Sentiment Analysis using Deep Learning: A Domain Independent Approach
Citations Over TimeTop 10% of 2023 papers
Abstract
The practice of finding emotion embedded in textual data is known as sentiment analysis, sometimes known as opinion mining. Various sentiment analysis algorithms, including classic Machine Learning models and Deep Learning models, have been suggested up until now. Some Machine Learning-based models, such as Naive Bayes, Decision Tree, SVM, and others, have demonstrated exceptional performance in sentiment categorization. Although Machine Learning algorithms have demonstrated high performance, they are constrained by the quantity of the dataset employed and include feature extraction tasks, which are time demanding.

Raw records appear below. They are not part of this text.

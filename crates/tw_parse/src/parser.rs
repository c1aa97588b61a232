use crate::types::ClassShape;

/// 解析单个 class 字符串的结构
///
/// 支持的格式：
/// - 简单类：`p-4`, `flex`, `bg-red-500`
/// - 修饰符：`hover:bg-blue-500`, `md:p-4`, 任意变体 `[&:hover]:p-4`
/// - 负值：`-m-4`, `md:-top-1`
/// - 任意值：`w-[13px]`, `bg-[#ff0000]`
/// - 任意属性：`[display:block]`
/// - 透明度：`bg-blue-500/50`
/// - 重要性：前缀 `!p-4` 与后缀 `p-4!`
///
/// # 示例
///
/// ```
/// use tailmerge_tw_parse::parse_class;
///
/// let shape = parse_class("md:hover:bg-blue-500/50").unwrap();
/// assert_eq!(shape.modifiers, vec!["md", "hover"]);
/// assert_eq!(shape.core, "bg-blue-500");
/// assert_eq!(shape.alpha, Some("50".to_string()));
/// ```
pub fn parse_class(input: &str) -> Result<ClassShape, ParseError> {
    if input.is_empty() {
        return Err(ParseError::EmptyInput);
    }

    let (modifiers, rest) = split_modifiers(input)?;

    let mut core = rest;
    let mut important = false;

    // 前缀重要性（Tailwind v3 语法）
    if let Some(stripped) = core.strip_prefix('!') {
        important = true;
        core = stripped;
    }

    // 负值前缀
    let mut negative = false;
    if core.len() > 1 && core.starts_with('-') {
        negative = true;
        core = &core[1..];
    }

    // 后缀重要性（Tailwind v4 语法）
    // 括号平衡已在 split_modifiers 验证，结尾的 `!` 必然处于深度 0
    if let Some(stripped) = core.strip_suffix('!') {
        important = true;
        core = stripped;
    }

    let (core, alpha) = split_alpha(core);

    Ok(ClassShape {
        modifiers,
        important,
        negative,
        core: core.to_string(),
        alpha: alpha.map(str::to_string),
    })
}

/// 解析错误类型
#[derive(Debug, Clone, PartialEq, Eq)]
pub enum ParseError {
    EmptyInput,
    UnmatchedBracket,
}

impl std::fmt::Display for ParseError {
    fn fmt(&self, f: &mut std::fmt::Formatter<'_>) -> std::fmt::Result {
        match self {
            ParseError::EmptyInput => write!(f, "Empty input"),
            ParseError::UnmatchedBracket => write!(f, "Unmatched bracket"),
        }
    }
}

impl std::error::Error for ParseError {}

/// 在深度 0 的 `:` 处切分修饰符
///
/// 方括号/圆括号内的 `:` 属于任意变体或任意值内容，不参与切分，
/// 因此 `[&:nth-child(3)]:p-4` 的修饰符是整个 `[&:nth-child(3)]`。
fn split_modifiers(input: &str) -> Result<(Vec<String>, &str), ParseError> {
    let mut modifiers = Vec::new();
    let mut depth = 0usize;
    let mut start = 0usize;

    for (i, ch) in input.char_indices() {
        match ch {
            '[' | '(' => depth += 1,
            ']' | ')' => {
                depth = depth.checked_sub(1).ok_or(ParseError::UnmatchedBracket)?;
            }
            ':' if depth == 0 => {
                if i > start {
                    modifiers.push(input[start..i].to_string());
                }
                start = i + 1;
            }
            _ => {}
        }
    }

    if depth != 0 {
        return Err(ParseError::UnmatchedBracket);
    }

    Ok((modifiers, &input[start..]))
}

/// 在深度 0 的最后一个 `/` 处拆出透明度后缀
fn split_alpha(core: &str) -> (&str, Option<&str>) {
    let mut depth = 0usize;
    let mut slash = None;

    for (i, ch) in core.char_indices() {
        match ch {
            '[' | '(' => depth += 1,
            ']' | ')' => depth = depth.saturating_sub(1),
            '/' if depth == 0 => slash = Some(i),
            _ => {}
        }
    }

    match slash {
        Some(i) if i > 0 && i + 1 < core.len() => (&core[..i], Some(&core[i + 1..])),
        _ => (core, None),
    }
}

#[cfg(test)]
mod tests {
    use super::*;

    #[test]
    fn test_simple_class() {
        let shape = parse_class("p-4").unwrap();
        assert!(shape.modifiers.is_empty());
        assert_eq!(shape.core, "p-4");
        assert!(!shape.negative);
        assert!(!shape.important);
        assert_eq!(shape.alpha, None);
    }

    #[test]
    fn test_class_without_value() {
        let shape = parse_class("flex").unwrap();
        assert_eq!(shape.core, "flex");
    }

    #[test]
    fn test_single_modifier() {
        let shape = parse_class("hover:bg-blue-500").unwrap();
        assert_eq!(shape.modifiers, vec!["hover"]);
        assert_eq!(shape.core, "bg-blue-500");
    }

    #[test]
    fn test_multiple_modifiers() {
        let shape = parse_class("md:hover:bg-blue-500").unwrap();
        assert_eq!(shape.modifiers, vec!["md", "hover"]);
        assert_eq!(shape.core, "bg-blue-500");
    }

    #[test]
    fn test_arbitrary_variant_modifier() {
        // 方括号内的冒号不切分修饰符
        let shape = parse_class("[&:nth-child(3)]:p-4").unwrap();
        assert_eq!(shape.modifiers, vec!["[&:nth-child(3)]"]);
        assert_eq!(shape.core, "p-4");
    }

    #[test]
    fn test_negative_value() {
        let shape = parse_class("-m-4").unwrap();
        assert!(shape.negative);
        assert_eq!(shape.core, "m-4");
    }

    #[test]
    fn test_negative_with_modifier() {
        let shape = parse_class("md:-top-1").unwrap();
        assert_eq!(shape.modifiers, vec!["md"]);
        assert!(shape.negative);
        assert_eq!(shape.core, "top-1");
    }

    #[test]
    fn test_arbitrary_value() {
        let shape = parse_class("w-[13px]").unwrap();
        assert_eq!(shape.core, "w-[13px]");
        assert_eq!(shape.alpha, None);
    }

    #[test]
    fn test_arbitrary_value_with_url() {
        // url 中的冒号与斜杠都在括号内，不影响切分
        let shape = parse_class("bg-[url(https://a.com/b.png)]").unwrap();
        assert!(shape.modifiers.is_empty());
        assert_eq!(shape.core, "bg-[url(https://a.com/b.png)]");
        assert_eq!(shape.alpha, None);
    }

    #[test]
    fn test_alpha_suffix() {
        let shape = parse_class("bg-blue-500/50").unwrap();
        assert_eq!(shape.core, "bg-blue-500");
        assert_eq!(shape.alpha, Some("50".to_string()));
    }

    #[test]
    fn test_fraction_value_reads_as_alpha() {
        // 分数值与透明度共用 `/`；组判定只依赖 core，不受影响
        let shape = parse_class("w-1/2").unwrap();
        assert_eq!(shape.core, "w-1");
        assert_eq!(shape.alpha, Some("2".to_string()));
    }

    #[test]
    fn test_important_prefix() {
        let shape = parse_class("!p-4").unwrap();
        assert!(shape.important);
        assert_eq!(shape.core, "p-4");
    }

    #[test]
    fn test_important_suffix() {
        let shape = parse_class("p-4!").unwrap();
        assert!(shape.important);
        assert_eq!(shape.core, "p-4");
    }

    #[test]
    fn test_important_negative_combined() {
        let shape = parse_class("!-m-4").unwrap();
        assert!(shape.important);
        assert!(shape.negative);
        assert_eq!(shape.core, "m-4");
    }

    #[test]
    fn test_complex_class() {
        let shape = parse_class("md:hover:bg-blue-500/50!").unwrap();
        assert_eq!(shape.modifiers, vec!["md", "hover"]);
        assert_eq!(shape.core, "bg-blue-500");
        assert_eq!(shape.alpha, Some("50".to_string()));
        assert!(shape.important);
    }

    #[test]
    fn test_arbitrary_property_class() {
        let shape = parse_class("[display:block]").unwrap();
        assert!(shape.modifiers.is_empty());
        assert_eq!(shape.core, "[display:block]");
    }

    #[test]
    fn test_nested_brackets() {
        let shape = parse_class("grid-cols-[repeat(3,minmax(0,1fr))]").unwrap();
        assert_eq!(shape.core, "grid-cols-[repeat(3,minmax(0,1fr))]");
    }

    #[test]
    fn test_empty_input() {
        assert_eq!(parse_class(""), Err(ParseError::EmptyInput));
    }

    #[test]
    fn test_unmatched_bracket() {
        assert_eq!(parse_class("w-[13px"), Err(ParseError::UnmatchedBracket));
        assert_eq!(parse_class("w-13px]"), Err(ParseError::UnmatchedBracket));
    }
}
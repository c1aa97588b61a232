use std::collections::HashSet;

use crate::flatten::flatten_tokens;
use crate::types::ClassToken;
use tailmerge_tw_parse::{parse_class, ClassShape};

/// 冲突组查询接口
///
/// 使用 trait 而不是具体类型：规则表体量大且依框架版本变化，
/// 由调用方注入（内置表见 tw_groups crate）。
pub trait ConflictLookup {
    /// 返回 class 所属的冲突组；None 表示未知类（按字面保留）
    fn group_of(&self, shape: &ClassShape) -> Option<String>;

    /// 返回该组同时覆盖的其他组（如 "p" 覆盖 "px"/"py"/…）
    fn conflicts_of(&self, _group: &str) -> Vec<String> {
        Vec::new()
    }
}

/// 两步合并：先展开 token，再按冲突组消解
///
/// 输出为单个空格分隔的字符串，无首尾空格；空输入得空串。
/// 按约定本函数不失败：解析不了的类按字面保留并去重。
pub fn merge_classes<L: ConflictLookup>(tokens: &[ClassToken], lookup: &L) -> String {
    resolve_conflicts(flatten_tokens(tokens), lookup)
}

/// 冲突消解
///
/// 从右往左扫描：后出现的类优先，其所在组与其覆盖的组
/// 记入已见集合，更早出现的同组类被丢弃。
/// 非冲突类保持相对顺序；冲突胜出者停留在较晚的位置。
pub fn resolve_conflicts<L: ConflictLookup>(classes: Vec<String>, lookup: &L) -> String {
    let mut seen: HashSet<String> = HashSet::new();
    let mut kept: Vec<String> = Vec::with_capacity(classes.len());

    for class in classes.into_iter().rev() {
        let mut resolved = None;
        if let Ok(shape) = parse_class(&class) {
            if let Some(group) = lookup.group_of(&shape) {
                resolved = Some((conflict_prefix(&shape), group));
            }
        }

        match resolved {
            Some((prefix, group)) => {
                if !seen.insert(format!("{}{}", prefix, group)) {
                    continue;
                }
                for other in lookup.conflicts_of(&group) {
                    seen.insert(format!("{}{}", prefix, other));
                }
                kept.push(class);
            }
            None => {
                // 未知类：仅做字面去重
                if seen.insert(format!("={}", class)) {
                    kept.push(class);
                }
            }
        }
    }

    kept.reverse();
    kept.join(" ")
}

/// 冲突 key 前缀：排序后的修饰符 + 重要性标记
///
/// 修饰符排序使 `hover:focus:p-4` 与 `focus:hover:p-4` 互相冲突；
/// 重要性标记分割 key 空间，`p-4!` 不与 `p-4` 冲突。
fn conflict_prefix(shape: &ClassShape) -> String {
    let mut mods: Vec<&str> = shape.modifiers.iter().map(String::as_str).collect();
    mods.sort_unstable();

    let mut prefix = String::new();
    for m in &mods {
        prefix.push_str(m);
        prefix.push(':');
    }
    if shape.important {
        prefix.push('!');
    }
    prefix
}

#[cfg(test)]
mod tests {
    use super::*;
    use crate::classes;

    // 测试用的最小规则表
    struct SimpleGroups;

    impl ConflictLookup for SimpleGroups {
        fn group_of(&self, shape: &ClassShape) -> Option<String> {
            for (base, _value) in shape.split_candidates() {
                if matches!(base, "p" | "px" | "py" | "m" | "w" | "bg") {
                    return Some(base.to_string());
                }
            }
            None
        }

        fn conflicts_of(&self, group: &str) -> Vec<String> {
            match group {
                "p" => vec!["px".to_string(), "py".to_string()],
                _ => Vec::new(),
            }
        }
    }

    fn merge(tokens: &[ClassToken]) -> String {
        merge_classes(tokens, &SimpleGroups)
    }

    #[test]
    fn test_empty_input() {
        assert_eq!(merge(&[]), "");
    }

    #[test]
    fn test_non_conflicting_preserved_in_order() {
        assert_eq!(merge(&classes!["p-4", "text-center"]), "p-4 text-center");
    }

    #[test]
    fn test_later_conflicting_wins() {
        assert_eq!(merge(&classes!["p-4", "p-8"]), "p-8");
    }

    #[test]
    fn test_survivor_keeps_later_position() {
        assert_eq!(merge(&classes!["p-4", "foo", "p-8"]), "foo p-8");
    }

    #[test]
    fn test_cross_group_override() {
        // p 覆盖 px/py
        assert_eq!(merge(&classes!["px-2", "py-3", "p-4"]), "p-4");
        // 反向不成立
        assert_eq!(merge(&classes!["p-4", "px-2"]), "p-4 px-2");
    }

    #[test]
    fn test_modifier_scoping() {
        assert_eq!(merge(&classes!["hover:p-4", "p-8"]), "hover:p-4 p-8");
        assert_eq!(merge(&classes!["hover:p-4", "hover:p-8"]), "hover:p-8");
    }

    #[test]
    fn test_modifier_order_insensitive() {
        assert_eq!(
            merge(&classes!["hover:focus:p-4", "focus:hover:p-8"]),
            "focus:hover:p-8"
        );
    }

    #[test]
    fn test_important_partitions_keys() {
        assert_eq!(merge(&classes!["p-4!", "p-8"]), "p-4! p-8");
        assert_eq!(merge(&classes!["p-4!", "p-8!"]), "p-8!");
        // 前缀与后缀语法互相冲突
        assert_eq!(merge(&classes!["!p-4", "p-8!"]), "p-8!");
    }

    #[test]
    fn test_negative_shares_group() {
        assert_eq!(merge(&classes!["-m-4", "m-8"]), "m-8");
    }

    #[test]
    fn test_alpha_shares_group() {
        assert_eq!(merge(&classes!["bg-black/50", "bg-white"]), "bg-white");
    }

    #[test]
    fn test_unknown_literal_dedup() {
        // 重复的未知类只保留一次，位置取较晚出现处
        assert_eq!(merge(&classes!["foo", "bar", "foo"]), "bar foo");
    }

    #[test]
    fn test_nullish_tokens_ignored() {
        assert_eq!(
            merge(&classes!["a", Option::<&str>::None, ("b", false), "b"]),
            "a b"
        );
    }

    #[test]
    fn test_nested_tokens_flattened() {
        let tokens = classes![vec![ClassToken::from("a"), ClassToken::from("b")], "c"];
        assert_eq!(merge(&tokens), "a b c");
    }

    #[test]
    fn test_whitespace_hygiene() {
        assert_eq!(merge(&classes!["  p-4   m-2 ", ""]), "p-4 m-2");
    }

    #[test]
    fn test_idempotence() {
        let once = merge(&classes!["p-4", "text-center", "w-8"]);
        let twice = merge(&classes![once.as_str()]);
        assert_eq!(once, twice);
    }

    #[test]
    fn test_determinism() {
        let tokens = classes!["p-4", "p-8", "foo"];
        assert_eq!(merge(&tokens), merge(&tokens));
    }
}
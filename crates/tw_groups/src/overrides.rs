/// 跨组覆盖关系
///
/// 一个简写工具同时设置多个子轴，后出现的简写应将先出现的
/// 子轴工具一并挤掉（`px-2 p-4` → `p-4`）。反向不成立：
/// 后出现的子轴工具只覆盖自己的轴（`p-4 px-2` 两者都保留）。
struct GroupConflict {
    group: &'static str,
    overrides: &'static [&'static str],
}

static GROUP_CONFLICTS: &[GroupConflict] = &[
    // Spacing (间距)
    GroupConflict {
        group: "p",
        overrides: &["px", "py", "pt", "pr", "pb", "pl"],
    },
    GroupConflict {
        group: "px",
        overrides: &["pr", "pl"],
    },
    GroupConflict {
        group: "py",
        overrides: &["pt", "pb"],
    },
    GroupConflict {
        group: "m",
        overrides: &["mx", "my", "mt", "mr", "mb", "ml"],
    },
    GroupConflict {
        group: "mx",
        overrides: &["mr", "ml"],
    },
    GroupConflict {
        group: "my",
        overrides: &["mt", "mb"],
    },

    // Sizing (尺寸)
    GroupConflict {
        group: "size",
        overrides: &["w", "h"],
    },

    // Position (定位)
    GroupConflict {
        group: "inset",
        overrides: &["inset-x", "inset-y", "top", "right", "bottom", "left"],
    },
    GroupConflict {
        group: "inset-x",
        overrides: &["right", "left"],
    },
    GroupConflict {
        group: "inset-y",
        overrides: &["top", "bottom"],
    },

    // Gap
    GroupConflict {
        group: "gap",
        overrides: &["gap-x", "gap-y"],
    },

    // Border radius (圆角)
    GroupConflict {
        group: "rounded",
        overrides: &[
            "rounded-t",
            "rounded-r",
            "rounded-b",
            "rounded-l",
            "rounded-tl",
            "rounded-tr",
            "rounded-br",
            "rounded-bl",
        ],
    },
    GroupConflict {
        group: "rounded-t",
        overrides: &["rounded-tl", "rounded-tr"],
    },
    GroupConflict {
        group: "rounded-r",
        overrides: &["rounded-tr", "rounded-br"],
    },
    GroupConflict {
        group: "rounded-b",
        overrides: &["rounded-br", "rounded-bl"],
    },
    GroupConflict {
        group: "rounded-l",
        overrides: &["rounded-tl", "rounded-bl"],
    },

    // Border width / color (边框线宽与颜色)
    GroupConflict {
        group: "border-w",
        overrides: &[
            "border-w-t",
            "border-w-r",
            "border-w-b",
            "border-w-l",
            "border-w-x",
            "border-w-y",
        ],
    },
    GroupConflict {
        group: "border-w-x",
        overrides: &["border-w-r", "border-w-l"],
    },
    GroupConflict {
        group: "border-w-y",
        overrides: &["border-w-t", "border-w-b"],
    },
    GroupConflict {
        group: "border-color",
        overrides: &[
            "border-color-t",
            "border-color-r",
            "border-color-b",
            "border-color-l",
            "border-color-x",
            "border-color-y",
        ],
    },
    GroupConflict {
        group: "border-color-x",
        overrides: &["border-color-r", "border-color-l"],
    },
    GroupConflict {
        group: "border-color-y",
        overrides: &["border-color-t", "border-color-b"],
    },

    // Overflow / overscroll
    GroupConflict {
        group: "overflow",
        overrides: &["overflow-x", "overflow-y"],
    },
    GroupConflict {
        group: "overscroll",
        overrides: &["overscroll-x", "overscroll-y"],
    },

    // 字号工具同时设置行高（text-lg 自带 line-height）
    GroupConflict {
        group: "font-size",
        overrides: &["line-height"],
    },
];

/// 查询某组覆盖的其他组
pub fn conflicts_of(group: &str) -> &'static [&'static str] {
    GROUP_CONFLICTS
        .iter()
        .find(|entry| entry.group == group)
        .map(|entry| entry.overrides)
        .unwrap_or(&[])
}

#[cfg(test)]
mod tests {
    use super::*;

    #[test]
    fn test_shorthand_overrides_axes() {
        assert!(conflicts_of("p").contains(&"px"));
        assert!(conflicts_of("p").contains(&"pl"));
        assert!(conflicts_of("inset").contains(&"top"));
        assert!(conflicts_of("size").contains(&"w"));
    }

    #[test]
    fn test_axis_does_not_override_shorthand() {
        assert!(!conflicts_of("px").contains(&"p"));
        assert!(!conflicts_of("top").contains(&"inset"));
    }

    #[test]
    fn test_font_size_resets_line_height() {
        assert_eq!(conflicts_of("font-size"), &["line-height"]);
    }

    #[test]
    fn test_unrelated_group_empty() {
        assert!(conflicts_of("display").is_empty());
        assert!(conflicts_of("unknown").is_empty());
    }
}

As a result, this study considers Deep Learning (DL)-based models, which include automated feature extraction and can handle massive amounts of data. One of the major issues with existing sentiment analysis models is that they are domain-dependent; hence, if there is a dataset available from a domain on which the model was not trained on, its accuracy is significantly reduced. To make the model domain agnostic, it is trained on datasets from three distinct domains: Twitter US Airline Review dataset, the IMDb Movie Review dataset, and the US Presidential Election dataset. The suggested sentiment analysis model is trained on five different deep learning models: CNN-GRU, CNN-LSTM, CNN, LSTM and GRU. The model's performance was evaluated using test data from three datasets on which the model was trained, as well as a fresh book review dataset scraped from the Amazon website.